A sociedade deverá participar, mas antes deverá conhecer o controle, saber como funciona e que
benefícios pode trazer. Tem-se também que caminhar para a profissionalização da administração, pois
só assim ter-se-á a boa gestão.
Sobreleve-se que o controle interno, tão relevante na consecução dos objetivos mencionados,
não pode se mimetizar com a administração, numa relação promíscua e viciada de tergiversação e
subserviência. Em um sistema virtuoso de controle interno, este é efetivo, permanente, independente
com garantias de atuação. A gestão deve reconhecer que um bom controle interno é, antes de tudo,
uma prestimosa fonte de informações para adoção de decisões seguras.

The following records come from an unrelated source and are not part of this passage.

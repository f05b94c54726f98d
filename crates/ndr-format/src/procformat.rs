//! Procedure format string directives
//!
//! Every parameter of a compiled function contributes one directive; a
//! function's directives are terminated by `FC_END, FC_PAD`.

use crate::error::Result;
use crate::fc::FormatChar;
use crate::writer::{Encode, FormatWriter};

/// Direction of a complex parameter
#[derive(Debug, Clone, Copy, PartialEq, Eq, Hash)]
pub enum ParamDirection {
    In,
    Out,
    InOut,
    Return,
}

impl ParamDirection {
    /// Directive character for a parameter described in the type format string
    pub fn complex_fc(self) -> FormatChar {
        match self {
            Self::In => FormatChar::InParam,
            Self::Out => FormatChar::OutParam,
            Self::InOut => FormatChar::InOutParam,
            Self::Return => FormatChar::ReturnParam,
        }
    }

    /// Directive character for a scalar parameter
    pub fn base_type_fc(self) -> FormatChar {
        match self {
            Self::Return => FormatChar::ReturnParamBaseType,
            _ => FormatChar::InParamBaseType,
        }
    }
}

/// One parameter directive
#[derive(Debug, Clone, Copy, PartialEq, Eq)]
pub enum ParamDirective {
    /// `FC_IN_PARAM_BASETYPE | FC_RETURN_PARAM_BASETYPE, fc`
    BaseType {
        direction: ParamDirection,
        fc: FormatChar,
    },
    /// `direction_fc, stack_slots, tfs_offset16`
    Complex {
        direction: ParamDirection,
        stack_slots: u8,
        type_offset: u16,
    },
}

impl ParamDirective {
    /// Encoded size in bytes
    pub fn size(&self) -> u32 {
        match self {
            Self::BaseType { .. } => 2,
            Self::Complex { .. } => 4,
        }
    }
}

impl Encode for ParamDirective {
    fn encode(&self, w: &mut FormatWriter) -> Result<()> {
        match *self {
            Self::BaseType { direction, fc } => {
                w.put_fc(direction.base_type_fc());
                w.put_fc(fc);
            }
            Self::Complex {
                direction,
                stack_slots,
                type_offset,
            } => {
                w.put_fc(direction.complex_fc());
                w.put_u8(stack_slots);
                w.put_u16(type_offset);
            }
        }
        Ok(())
    }
}

/// `FC_END, FC_PAD` closing a function's directives
#[derive(Debug, Clone, Copy, PartialEq, Eq, Default)]
pub struct EndOfProcedure;

impl Encode for EndOfProcedure {
    fn encode(&self, w: &mut FormatWriter) -> Result<()> {
        w.put_fc(FormatChar::End);
        w.put_fc(FormatChar::Pad);
        Ok(())
    }
}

É importante pontuar que o processo de controle deve ser célere. Tal necessidade tem suas
razões. A primeira é inerente à duração razoável do processo que, como é cediço, traduz-se em
direito fundamental. A segunda razão tem estreita relação com a efetividade, pois um processo de
apuração lento é certamente estéreo, tanto no eixo pedagógico quanto no da restauração do erário
desfalcado.
Cumpre conclamar, ainda, o Legislativo, importante instrumento de controle, a aproveitar melhor os
frutos do controle externo na sua atividade legiferante. As leis devem coibir os desvios por meio da
sua força coativa e, ao mesmo tempo, aparelhar as demais estruturas de controle no exercício de suas
tarefas, com um sistema normativo preciso.

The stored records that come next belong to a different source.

//! Type Format String emission
//!
//! Emitters write referenced records before the record that references them,
//! so most offsets are backward. Annotated types (structures, unions, arrays,
//! user types and constant-IID interface pointers) are written once; a
//! reference made while a type is still being written goes through a label
//! that is patched when the type's record lands.

mod array;
mod iface;
mod pointer;
mod pointer_layout;
mod string;
mod structure;
mod union;
mod user;

use crate::classify::{ClassifyFlags, Shape, UnionKind};
use crate::context::Compilation;
use crate::error::{MidlError, Result};
use crate::types::{Attribute, ParamDirection, TypeId};
use ndr_format::records::BaseTypeRecord;
use ndr_format::{FormatChar, Target};

/// Where a type is being used
#[derive(Debug, Clone, Copy, PartialEq, Eq)]
pub(crate) enum Use {
    /// Member, element, arm or referent of another type
    Embedded,
    Param(ParamDirection),
    Return,
}

impl Use {
    pub fn flags(self) -> ClassifyFlags {
        match self {
            Self::Embedded => ClassifyFlags::empty(),
            Self::Param(_) | Self::Return => ClassifyFlags::TOP_LEVEL,
        }
    }

    pub fn is_top_level(self) -> bool {
        self != Self::Embedded
    }
}

impl<'a> Compilation<'a> {
    /// Emit whatever describes a use of `ty` and return where it is
    pub(crate) fn emit_type(&mut self, ty: TypeId, attrs: &[Attribute], site: Use) -> Result<Target> {
        let shape = self.env().classify(ty, attrs, site.flags())?;
        self.emit_shape(ty, attrs, shape, site)
    }

    /// Emit a use of `ty` already classified as `shape`
    pub(crate) fn emit_shape(
        &mut self,
        ty: TypeId,
        attrs: &[Attribute],
        shape: Shape,
        site: Use,
    ) -> Result<Target> {
        let resolved = self.arena.resolve(ty);
        match shape {
            Shape::UserType => self.emit_user_type(ty),
            Shape::ContextHandle => self.emit_context_handle(ty, attrs, site),
            Shape::String => self.emit_string(ty, attrs, site),
            Shape::Basic(_) | Shape::Enum(_) => {
                let fc = self.scalar_fc(shape)?;
                Ok(Target::At(self.tfs.emit(&BaseTypeRecord(fc))?))
            }
            Shape::Pointer(kind) => {
                let record = self.pointer_record(ty, attrs, kind, site)?;
                Ok(Target::At(self.tfs.emit(&record)?))
            }
            Shape::InterfacePointer => self.emit_interface_pointer(ty, attrs),
            Shape::Struct(kind) => self.emit_struct(resolved, kind),
            Shape::Union(UnionKind::Encapsulated) => self.emit_encapsulated_union(resolved),
            Shape::Union(UnionKind::NonEncapsulated) => self.emit_union_header(ty, attrs, None),
            Shape::Array(kind) => self.emit_array(resolved, kind),
            Shape::Void | Shape::Invalid => Err(MidlError::unsupported(
                self.arena.name_of(ty),
                "type has no wire representation",
            )),
        }
    }

    pub(crate) fn scalar_fc(&self, shape: Shape) -> Result<FormatChar> {
        self.env()
            .scalar_format_char(shape)
            .ok_or_else(|| MidlError::internal(format!("{:?} is not a scalar", shape)))
    }
}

Por fim, deve-se registrar que a efetividade do controle público passa também por maior aproximação
e troca de experiências entre os órgãos de controle. Posicionamentos, aliás, diretamente relacionados
ao lema da Organização Internacional de Entidades Fiscalizadoras (Intosai): “experiência mútua em
benefício de todos”.
De igual modo, se o desejo de Simón Bolívar era de uma só América Latina, continua sendo sonho —
neste continente que insiste em manter suas “veias abertas” — promover a sua integração. Para tanto
os órgãos de controle muito podem contribuir para a adoção de medidas que reduzam a desigualdade
e a pobreza. Alguns poderiam dizer que é utopia esse pensar, mas, como enaltece o escritor uruguaio
Eduardo Galeano, a utopia existe tão somente para que a gente não desista de caminhar.